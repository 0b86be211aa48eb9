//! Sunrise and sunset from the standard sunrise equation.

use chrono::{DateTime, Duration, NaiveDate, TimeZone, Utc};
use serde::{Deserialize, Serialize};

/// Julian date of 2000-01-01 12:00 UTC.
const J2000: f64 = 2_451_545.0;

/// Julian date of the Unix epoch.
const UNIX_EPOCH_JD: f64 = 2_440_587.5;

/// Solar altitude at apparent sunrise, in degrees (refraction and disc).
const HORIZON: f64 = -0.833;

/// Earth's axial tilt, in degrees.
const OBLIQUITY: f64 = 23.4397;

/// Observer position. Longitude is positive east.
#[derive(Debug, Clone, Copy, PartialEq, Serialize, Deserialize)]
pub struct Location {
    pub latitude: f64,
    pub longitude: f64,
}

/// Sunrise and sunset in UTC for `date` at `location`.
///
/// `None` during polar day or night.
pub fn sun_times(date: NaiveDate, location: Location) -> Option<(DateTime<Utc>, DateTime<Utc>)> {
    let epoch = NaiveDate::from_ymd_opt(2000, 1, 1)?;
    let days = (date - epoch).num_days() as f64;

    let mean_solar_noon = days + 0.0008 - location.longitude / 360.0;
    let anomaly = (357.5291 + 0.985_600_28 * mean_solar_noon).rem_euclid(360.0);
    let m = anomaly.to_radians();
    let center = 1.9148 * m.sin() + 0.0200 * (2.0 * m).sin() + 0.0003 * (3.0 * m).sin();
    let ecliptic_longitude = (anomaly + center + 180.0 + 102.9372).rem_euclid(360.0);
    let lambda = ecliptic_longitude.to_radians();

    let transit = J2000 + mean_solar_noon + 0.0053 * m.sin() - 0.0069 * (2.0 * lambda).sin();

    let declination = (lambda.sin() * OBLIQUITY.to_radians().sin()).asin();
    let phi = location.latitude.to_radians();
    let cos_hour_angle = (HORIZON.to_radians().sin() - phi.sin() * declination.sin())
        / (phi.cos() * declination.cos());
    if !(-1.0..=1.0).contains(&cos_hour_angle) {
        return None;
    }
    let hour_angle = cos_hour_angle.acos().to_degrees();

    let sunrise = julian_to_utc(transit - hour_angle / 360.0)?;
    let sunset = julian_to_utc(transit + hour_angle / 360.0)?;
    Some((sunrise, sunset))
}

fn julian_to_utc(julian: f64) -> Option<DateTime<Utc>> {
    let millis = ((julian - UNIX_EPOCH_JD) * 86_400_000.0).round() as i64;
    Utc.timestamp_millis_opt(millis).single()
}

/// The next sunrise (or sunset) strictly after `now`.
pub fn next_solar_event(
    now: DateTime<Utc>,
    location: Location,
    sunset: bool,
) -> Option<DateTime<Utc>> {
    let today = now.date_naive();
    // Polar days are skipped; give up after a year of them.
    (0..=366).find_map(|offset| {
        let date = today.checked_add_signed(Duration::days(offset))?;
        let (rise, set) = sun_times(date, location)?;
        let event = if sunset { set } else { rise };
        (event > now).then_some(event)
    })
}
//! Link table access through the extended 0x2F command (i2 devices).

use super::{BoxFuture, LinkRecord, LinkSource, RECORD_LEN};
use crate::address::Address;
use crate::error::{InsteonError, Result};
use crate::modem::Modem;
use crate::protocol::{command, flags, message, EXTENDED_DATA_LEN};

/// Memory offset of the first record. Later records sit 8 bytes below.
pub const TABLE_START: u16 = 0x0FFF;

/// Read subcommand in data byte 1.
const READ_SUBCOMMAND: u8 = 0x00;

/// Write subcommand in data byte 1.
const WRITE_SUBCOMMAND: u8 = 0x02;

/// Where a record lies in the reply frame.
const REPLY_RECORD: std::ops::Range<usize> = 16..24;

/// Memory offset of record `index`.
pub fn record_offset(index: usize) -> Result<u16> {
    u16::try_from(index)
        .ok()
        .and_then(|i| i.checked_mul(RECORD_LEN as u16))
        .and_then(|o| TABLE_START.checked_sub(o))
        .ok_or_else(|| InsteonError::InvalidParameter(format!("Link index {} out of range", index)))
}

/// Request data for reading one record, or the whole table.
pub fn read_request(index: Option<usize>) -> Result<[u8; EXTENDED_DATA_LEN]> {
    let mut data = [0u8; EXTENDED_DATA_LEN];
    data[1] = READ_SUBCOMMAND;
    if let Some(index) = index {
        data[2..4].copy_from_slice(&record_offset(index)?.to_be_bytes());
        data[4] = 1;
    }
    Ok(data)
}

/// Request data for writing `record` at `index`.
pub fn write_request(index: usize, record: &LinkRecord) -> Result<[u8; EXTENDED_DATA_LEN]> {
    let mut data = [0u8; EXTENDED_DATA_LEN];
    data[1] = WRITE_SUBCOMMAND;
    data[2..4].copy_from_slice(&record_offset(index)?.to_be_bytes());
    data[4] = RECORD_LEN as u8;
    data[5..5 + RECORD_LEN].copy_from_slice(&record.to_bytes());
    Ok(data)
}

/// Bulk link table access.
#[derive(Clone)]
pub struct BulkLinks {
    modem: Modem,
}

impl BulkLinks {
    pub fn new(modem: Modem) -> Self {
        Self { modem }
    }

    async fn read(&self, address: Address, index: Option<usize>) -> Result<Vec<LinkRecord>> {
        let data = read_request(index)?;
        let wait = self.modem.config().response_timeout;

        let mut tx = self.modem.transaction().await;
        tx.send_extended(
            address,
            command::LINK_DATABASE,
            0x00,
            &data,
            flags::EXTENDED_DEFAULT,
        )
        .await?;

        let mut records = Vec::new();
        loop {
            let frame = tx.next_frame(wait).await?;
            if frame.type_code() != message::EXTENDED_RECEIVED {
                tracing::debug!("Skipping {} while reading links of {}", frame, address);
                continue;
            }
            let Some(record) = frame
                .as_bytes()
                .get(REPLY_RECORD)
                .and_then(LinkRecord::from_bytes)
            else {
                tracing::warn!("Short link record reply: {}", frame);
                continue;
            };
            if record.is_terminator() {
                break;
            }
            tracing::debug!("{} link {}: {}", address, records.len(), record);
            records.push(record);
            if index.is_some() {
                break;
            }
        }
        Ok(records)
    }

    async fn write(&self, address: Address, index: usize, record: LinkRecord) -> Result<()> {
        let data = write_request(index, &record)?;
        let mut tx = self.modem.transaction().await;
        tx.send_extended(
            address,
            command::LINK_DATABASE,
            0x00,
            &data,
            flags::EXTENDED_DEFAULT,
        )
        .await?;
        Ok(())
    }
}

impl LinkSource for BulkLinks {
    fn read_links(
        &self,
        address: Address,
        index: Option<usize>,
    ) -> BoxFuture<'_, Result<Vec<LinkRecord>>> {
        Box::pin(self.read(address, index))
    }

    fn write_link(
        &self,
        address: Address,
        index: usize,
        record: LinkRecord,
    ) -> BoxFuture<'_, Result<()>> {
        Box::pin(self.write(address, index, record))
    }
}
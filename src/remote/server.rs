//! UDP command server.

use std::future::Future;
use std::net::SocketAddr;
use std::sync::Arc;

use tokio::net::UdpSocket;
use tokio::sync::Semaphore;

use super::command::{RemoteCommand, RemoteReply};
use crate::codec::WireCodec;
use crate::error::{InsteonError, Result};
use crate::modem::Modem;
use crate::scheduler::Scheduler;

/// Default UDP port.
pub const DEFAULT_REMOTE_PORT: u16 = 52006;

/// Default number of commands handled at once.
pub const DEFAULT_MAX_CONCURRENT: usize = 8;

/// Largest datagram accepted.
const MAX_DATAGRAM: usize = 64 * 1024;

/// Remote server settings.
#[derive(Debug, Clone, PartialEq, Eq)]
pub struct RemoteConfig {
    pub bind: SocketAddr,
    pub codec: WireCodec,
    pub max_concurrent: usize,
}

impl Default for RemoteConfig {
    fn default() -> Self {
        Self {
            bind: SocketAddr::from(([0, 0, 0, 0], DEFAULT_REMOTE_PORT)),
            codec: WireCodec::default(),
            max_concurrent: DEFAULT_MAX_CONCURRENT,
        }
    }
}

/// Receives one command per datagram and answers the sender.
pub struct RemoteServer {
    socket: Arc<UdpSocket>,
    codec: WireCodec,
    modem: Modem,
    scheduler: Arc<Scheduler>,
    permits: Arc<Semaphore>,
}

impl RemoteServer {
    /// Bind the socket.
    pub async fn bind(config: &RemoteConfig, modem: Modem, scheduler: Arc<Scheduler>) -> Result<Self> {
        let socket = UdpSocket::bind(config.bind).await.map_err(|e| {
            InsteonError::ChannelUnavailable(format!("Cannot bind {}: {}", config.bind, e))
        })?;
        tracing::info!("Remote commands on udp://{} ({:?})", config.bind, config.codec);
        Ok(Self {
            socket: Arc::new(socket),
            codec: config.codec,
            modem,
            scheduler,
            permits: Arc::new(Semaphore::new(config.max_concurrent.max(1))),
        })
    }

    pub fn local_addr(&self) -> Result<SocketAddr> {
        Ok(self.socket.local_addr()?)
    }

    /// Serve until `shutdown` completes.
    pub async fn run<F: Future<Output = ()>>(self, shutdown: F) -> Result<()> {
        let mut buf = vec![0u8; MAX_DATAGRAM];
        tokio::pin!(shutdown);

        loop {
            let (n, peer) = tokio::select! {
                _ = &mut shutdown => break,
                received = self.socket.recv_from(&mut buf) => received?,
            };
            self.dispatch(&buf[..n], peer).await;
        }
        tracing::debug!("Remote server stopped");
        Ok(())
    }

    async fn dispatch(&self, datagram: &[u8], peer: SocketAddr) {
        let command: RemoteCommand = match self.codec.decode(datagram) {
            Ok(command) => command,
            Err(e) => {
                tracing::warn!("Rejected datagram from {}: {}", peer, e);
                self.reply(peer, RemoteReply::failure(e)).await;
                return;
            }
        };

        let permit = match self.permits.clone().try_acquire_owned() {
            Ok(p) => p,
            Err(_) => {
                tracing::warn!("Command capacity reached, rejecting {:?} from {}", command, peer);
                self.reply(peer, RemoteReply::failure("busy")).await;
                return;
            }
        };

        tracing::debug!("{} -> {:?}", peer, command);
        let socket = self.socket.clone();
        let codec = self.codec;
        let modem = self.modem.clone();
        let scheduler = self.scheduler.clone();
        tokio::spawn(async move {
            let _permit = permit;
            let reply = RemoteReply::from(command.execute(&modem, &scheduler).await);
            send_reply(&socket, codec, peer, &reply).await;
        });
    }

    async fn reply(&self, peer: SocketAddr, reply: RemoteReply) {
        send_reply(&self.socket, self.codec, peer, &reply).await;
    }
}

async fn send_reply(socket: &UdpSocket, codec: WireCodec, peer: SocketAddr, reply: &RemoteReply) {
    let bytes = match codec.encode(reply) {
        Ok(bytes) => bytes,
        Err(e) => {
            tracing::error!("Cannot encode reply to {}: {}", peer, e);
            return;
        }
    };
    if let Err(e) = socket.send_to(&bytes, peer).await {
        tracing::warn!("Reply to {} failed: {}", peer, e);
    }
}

AIM OF THE EXERCISE → Return word for word the lines above from the line with "use crate::codec::WireCodec;" to the line with "Largest datagram accepted.", including both and leaving out all others.

SOLUTION TO THE EXERCISE →
use crate::codec::WireCodec;
use crate::error::{InsteonError, Result};
use crate::modem::Modem;
use crate::scheduler::Scheduler;

/// Default UDP port.
pub const DEFAULT_REMOTE_PORT: u16 = 52006;

/// Default number of commands handled at once.
pub const DEFAULT_MAX_CONCURRENT: usize = 8;

/// Largest datagram accepted.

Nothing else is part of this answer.